Within each surveillance zone, multiple camera groups, e.g., at least one group, should be deployed. Each camera group will comprise at least one stationary camera and multiple, e.g., at least one, dynamic cameras. The cameras in the same group will be hooked up to a PC or multiple networked PCs, which performs a significant amount of video analysis. The stationary camera will have a fixed platform and fixed camera parameters such as the focal length. The dynamic cameras will be mounted on a mobile platform. The platform should provide at least the following degrees of freedom: two rotational degrees of freedom (DOFs) and another DOF for adjusting the focal length of the camera. Other DOFs are desirable but optional. As disclosed in this Application, it is assumed that the rotational DOFs comprise a pan and a tilt. When the camera is held upright, the panning DOF corresponds to roughly a “left-right” rotation of the camera body and the tilting DOF corresponds to roughly a “top-down” rotation of the camera body. However, there is no assumption that such “left-right” and “top-down” motion has to be precisely aligned with the width and height of the camera's CCD array, and there is no assumption that the optical center has to be on the rotation axes.
The relative position of the stationary and dynamic cameras may be collinear or planar for the sake of simplicity.
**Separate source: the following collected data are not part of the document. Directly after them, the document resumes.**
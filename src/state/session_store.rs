use std::sync::Arc;

use dashmap::DashMap;
use uuid::Uuid;

use crate::error::{AppError, Result};
use crate::types::{FlaggedTerm, SearchTermRow};

/// Process-lifetime session state: uploaded report rows keyed by an opaque
/// UUID, and analysis results under a derived key per session. Entries live
/// until explicitly removed — expiry is the caller's concern.
///
/// DashMap's sharded locking serializes concurrent access per key, so two
/// requests racing on one session each see a consistent snapshot. Handlers
/// receive `Arc` snapshots and never mutate stored rows in place.
pub struct SessionStore {
    reports: DashMap<String, Arc<Vec<SearchTermRow>>>,
    results: DashMap<String, Arc<Vec<FlaggedTerm>>>,
}

impl SessionStore {
    pub fn new() -> Arc<Self> {
        Arc::new(Self::default())
    }

    /// Store an uploaded report and mint its session id.
    pub fn insert_report(&self, rows: Vec<SearchTermRow>) -> String {
        let session_id = Uuid::new_v4().to_string();
        self.reports.insert(session_id.clone(), Arc::new(rows));
        session_id
    }

    pub fn report(&self, session_id: &str) -> Result<Arc<Vec<SearchTermRow>>> {
        self.reports
            .get(session_id)
            .map(|entry| Arc::clone(entry.value()))
            .ok_or(AppError::SessionNotFound)
    }

    /// Replace the analysis results derived from a session's report.
    pub fn store_results(&self, session_id: &str, results: Vec<FlaggedTerm>) {
        self.results.insert(session_id.to_string(), Arc::new(results));
    }

    pub fn results(&self, session_id: &str) -> Result<Arc<Vec<FlaggedTerm>>> {
        self.results
            .get(session_id)
            .map(|entry| Arc::clone(entry.value()))
            .ok_or(AppError::ResultsNotFound)
    }

    /// Remove a session's report and any derived results.
    pub fn remove(&self, session_id: &str) {
        self.reports.remove(session_id);
        self.results.remove(session_id);
    }

    pub fn session_count(&self) -> usize {
        self.reports.len()
    }
}

impl Default for SessionStore {
    fn default() -> Self {
        Self {
            reports: DashMap::new(),
            results: DashMap::new(),
        }
    }
}

// ---------------------------------------------------------------------------
// Tests
// ---------------------------------------------------------------------------

#[cfg(test)]
mod tests {
    use super::*;
    use crate::types::{NegativeMatchType, RuleKind};

    fn sample_row() -> SearchTermRow {
        SearchTermRow {
            date: None,
            campaign_name: "Camp".to_string(),
            ad_group_name: "Group".to_string(),
            portfolio: None,
            targeting: "widget".to_string(),
            match_type: "broad".to_string(),
            customer_search_term: "blue widget".to_string(),
            impressions: 10,
            clicks: 1,
            spend: 1.0,
            sales: 0.0,
            orders: 0,
            units: 0,
            cpc: 1.0,
            acos: None,
            roas: None,
            ctr: None,
            conversion_rate: None,
        }
    }

    fn sample_result() -> FlaggedTerm {
        FlaggedTerm {
            id: 0,
            date: None,
            campaign_name: "Camp".to_string(),
            ad_group_name: "Group".to_string(),
            portfolio: None,
            targeting: "widget".to_string(),
            match_type: "broad".to_string(),
            customer_search_term: "blue widget".to_string(),
            impressions: 10,
            clicks: 1,
            spend: 15.0,
            sales: 0.0,
            acos: None,
            orders: 0,
            rule: RuleKind::SpendWithoutSales,
            is_asin: false,
            negative_match_type: NegativeMatchType::Exact,
            selected: true,
        }
    }

    #[test]
    fn insert_and_fetch_report_round_trips() {
        let store = SessionStore::new();
        let id = store.insert_report(vec![sample_row()]);
        let rows = store.report(&id).unwrap();
        assert_eq!(rows.len(), 1);
        assert_eq!(store.session_count(), 1);
    }

    #[test]
    fn unknown_session_is_a_distinct_not_found() {
        let store = SessionStore::new();
        assert!(matches!(
            store.report("missing").unwrap_err(),
            AppError::SessionNotFound
        ));
        assert!(matches!(
            store.results("missing").unwrap_err(),
            AppError::ResultsNotFound
        ));
    }

    #[test]
    fn results_are_stored_under_the_session_and_removed_with_it() {
        let store = SessionStore::new();
        let id = store.insert_report(vec![sample_row()]);
        store.store_results(&id, vec![sample_result()]);
        assert_eq!(store.results(&id).unwrap().len(), 1);

        store.remove(&id);
        assert!(store.report(&id).is_err());
        assert!(store.results(&id).is_err());
        assert_eq!(store.session_count(), 0);
    }

    #[test]
    fn sessions_get_unique_ids() {
        let store = SessionStore::new();
        let a = store.insert_report(vec![]);
        let b = store.insert_report(vec![]);
        assert_ne!(a, b);
        assert_eq!(store.session_count(), 2);
    }
}
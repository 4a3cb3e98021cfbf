pub mod auto_campaign;
pub mod manual_campaign;
pub mod negatives;
pub mod sheet;

pub use auto_campaign::{auto_campaign_document, AutoCampaignConfig};
pub use manual_campaign::{manual_campaign_document, ManualCampaignConfig};
pub use negatives::{negatives_csv, negatives_document};
pub use sheet::{BulkDocument, Sheet};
For example, when multiple dynamic cameras are deployed, they could be on the two sides of the stationary one. If more than two dynamic cameras are deployed, some planar grid configuration, with the stationary camera in the center of the grid and dynamic cameras arranged in a satellite configuration around the stationary, should be considered. The exact spacing among the cameras in a camera group can be locale and application dependent. One important tradeoff is that there should be sufficient spacing between cameras to ensure an accurate depth computation while maintaining a large overlap of the fields-of-view of the cameras. The deployment configuration of multiple camera groups in the same surveillance zone is also application-dependent. However, the placement is often dictated by the requirement that collectively, the fields-of-view of the cameras should cover the whole surveillance zone area. Furthermore, the placement of camera groups in different zones should be such that some overlap exists between the fields-of-view of the cameras in spatially adjacent zones. This will ensure that motion events can be tracked reliably across multiple zones and smooth handoff policies from one zone to the next can be designed.
As a simple example, in an airport terminal building with multiple terminals, each surveillance zone might comprise the arrival/departure lounge of a single terminal. Multiple camera groups can be deployed within each zone to ensure a complete coverage. Another example is that multiple camera groups can be used to cover a single floor of a parking structure, with different surveillance zones designated for different floors.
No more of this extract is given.